**Work required**:
Needed from the data below: all lines that contain the word "AtomicBool".

**Dataset excerpts**:
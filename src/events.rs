//! The event stream one search run produces.
//!
//! [`SearchEvents`] drives a [`Search`] lazily and turns its steps into the
//! records a caller sees: batches of visited positions, then either
//! `path_found` + `complete` or a single `error`. It is single-threaded; the
//! session module moves it onto a worker thread.

use serde::{Deserialize, Serialize};
use std::collections::VecDeque;
use std::sync::atomic::{AtomicBool, Ordering};
use std::sync::Arc;

use crate::algorithms::{Algorithm, FailureReason, Search, SearchOptions, Step};
use crate::cost::{path_cost, Weather};
use crate::error::{Result, SolveError};
use crate::grid::{Grid, Position};

/// One streamed record. Serializes to the tagged JSON shape the UI reads.
#[derive(Debug, Clone, PartialEq, Eq, Serialize, Deserialize)]
#[serde(tag = "type", rename_all = "snake_case")]
pub enum SearchEvent {
    VisitedBatch {
        nodes: Vec<Position>,
    },
    PathFound {
        path: Vec<Position>,
        cost: u32,
        /// Predecessor links the run recorded.
        complexity: usize,
    },
    Complete,
    #[serde(rename = "error")]
    Failed {
        #[serde(rename = "error")]
        reason: FailureReason,
    },
    Cancelled,
}

impl SearchEvent {
    /// `complete`, `error` and `cancelled` end a run.
    pub fn is_terminal(&self) -> bool {
        matches!(
            self,
            SearchEvent::Complete | SearchEvent::Failed { .. } | SearchEvent::Cancelled
        )
    }
}

/// Cooperative cancellation flag shared between a run and its owner.
#[derive(Debug, Clone, Default)]
pub struct CancelToken(Arc<AtomicBool>);

impl CancelToken {
    pub fn new() -> Self {
        Self::default()
    }

    pub fn cancel(&self) {
        self.0.store(true, Ordering::Release);
    }

    pub fn is_cancelled(&self) -> bool {
        self.0.load(Ordering::Acquire)
    }
}

/// What to search for.
#[derive(Debug, Clone, Copy, PartialEq, Eq)]
pub struct SearchSpec {
    pub algorithm: Algorithm,
    pub start: Position,
    pub end: Position,
    pub weather: Weather,
}

/// Rejects endpoints that make a search meaningless.
///
/// Runs before any search state exists, so a rejected request never emits
/// an event.
pub fn check_endpoints(
    grid: &Grid,
    start: Option<Position>,
    end: Option<Position>,
) -> Result<(Position, Position)> {
    let start = start.ok_or(SolveError::MissingStart)?;
    let end = end.ok_or(SolveError::MissingEnd)?;
    for pos in [start, end] {
        if !grid.in_bounds(pos) {
            return Err(SolveError::OutOfBounds {
                pos,
                width: grid.width(),
                height: grid.height(),
            });
        }
    }
    if start == end {
        return Err(SolveError::SameEndpoints(start));
    }
    for pos in [start, end] {
        match grid.cell(pos) {
            Some(cell) if !cell.is_traversable() => {
                return Err(SolveError::NotTraversable { pos, cell });
            }
            _ => {}
        }
    }
    Ok((start, end))
}

/// Lazy, finite sequence of events for one run.
pub struct SearchEvents {
    grid: Arc<Grid>,
    search: Box<dyn Search>,
    weather: Weather,
    batch_size: usize,
    pending: Vec<Position>,
    queued: VecDeque<SearchEvent>,
    cancel: CancelToken,
    exhausted: bool,
    terminated: bool,
}

impl SearchEvents {
    pub fn new(
        grid: Arc<Grid>,
        spec: SearchSpec,
        options: &SearchOptions,
        batch_size: usize,
        cancel: CancelToken,
    ) -> Result<Self> {
        let (start, end) = check_endpoints(&grid, Some(spec.start), Some(spec.end))?;
        let search = spec.algorithm.create(&grid, start, end, options);
        Ok(SearchEvents {
            grid,
            search,
            weather: spec.weather,
            batch_size: batch_size.max(1),
            pending: Vec::new(),
            queued: VecDeque::new(),
            cancel,
            exhausted: false,
            terminated: false,
        })
    }

    pub fn algorithm(&self) -> Algorithm {
        self.search.algorithm()
    }

    pub fn cancel_token(&self) -> &CancelToken {
        &self.cancel
    }

    fn queue_pending(&mut self) {
        for chunk in self.pending.chunks(self.batch_size) {
            self.queued.push_back(SearchEvent::VisitedBatch {
                nodes: chunk.to_vec(),
            });
        }
        self.pending.clear();
    }

    /// Expands until there is something to emit.
    fn advance(&mut self) {
        while self.queued.is_empty() && !self.exhausted {
            if self.cancel.is_cancelled() {
                return;
            }
            match self.search.step(&self.grid) {
                Step::Expanded(Some(pos)) => {
                    self.pending.push(pos);
                    if self.pending.len() >= self.batch_size {
                        self.queue_pending();
                    }
                }
                Step::Expanded(None) => {}
                Step::Reached {
                    examined,
                    path,
                    complexity,
                } => {
                    self.exhausted = true;
                    self.pending.extend(examined);
                    self.queue_pending();
                    // the only place cost is computed
                    let cost = path_cost(path.len(), self.weather);
                    self.queued.push_back(SearchEvent::PathFound {
                        path,
                        cost,
                        complexity,
                    });
                    self.queued.push_back(SearchEvent::Complete);
                }
                Step::Exhausted(reason) => {
                    self.exhausted = true;
                    self.queue_pending();
                    self.queued.push_back(SearchEvent::Failed { reason });
                }
            }
        }
    }
}

impl Iterator for SearchEvents {
    type Item = SearchEvent;

    fn next(&mut self) -> Option<SearchEvent> {
        if self.terminated {
            return None;
        }
        self.advance();
        if self.cancel.is_cancelled() {
            self.pending.clear();
            self.queued.clear();
            self.terminated = true;
            return Some(SearchEvent::Cancelled);
        }
        let event = self.queued.pop_front()?;
        if event.is_terminal() {
            self.terminated = true;
        }
        Some(event)
    }
}
use crate::algorithms::common::{FailureReason, NodeTable, Search, SearchNode, Step};
use crate::algorithms::Algorithm;
use crate::grid::{Grid, Position};
use std::collections::VecDeque;

/// Breadth-first search: FIFO frontier, shortest path by edge count.
pub struct BreadthFirst {
    goal: Position,
    queue: VecDeque<Position>,
    nodes: NodeTable,
}

impl BreadthFirst {
    pub fn new(start: Position, goal: Position) -> Self {
        let mut nodes = NodeTable::new();
        nodes.insert(start, SearchNode::root(0));
        BreadthFirst {
            goal,
            queue: VecDeque::from([start]),
            nodes,
        }
    }
}

impl Search for BreadthFirst {
    fn algorithm(&self) -> Algorithm {
        Algorithm::Bfs
    }

    fn step(&mut self, grid: &Grid) -> Step {
        let Some(current) = self.queue.pop_front() else {
            return Step::Exhausted(FailureReason::Unreachable);
        };

        if current == self.goal {
            return Step::reached(current, &self.nodes);
        }

        // Positions are marked on discovery, so each one is queued exactly once.
        let g = self.nodes.g(current) + 1;
        for neighbor in grid.neighbors(current) {
            if !self.nodes.contains(neighbor) {
                self.nodes.insert(
                    neighbor,
                    SearchNode {
                        g,
                        h: 0,
                        parent: Some(current),
                    },
                );
                self.queue.push_back(neighbor);
            }
        }

        Step::Expanded(Some(current))
    }
}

**Answer**:
use std::sync::atomic::{AtomicBool, Ordering};
pub struct CancelToken(Arc<AtomicBool>);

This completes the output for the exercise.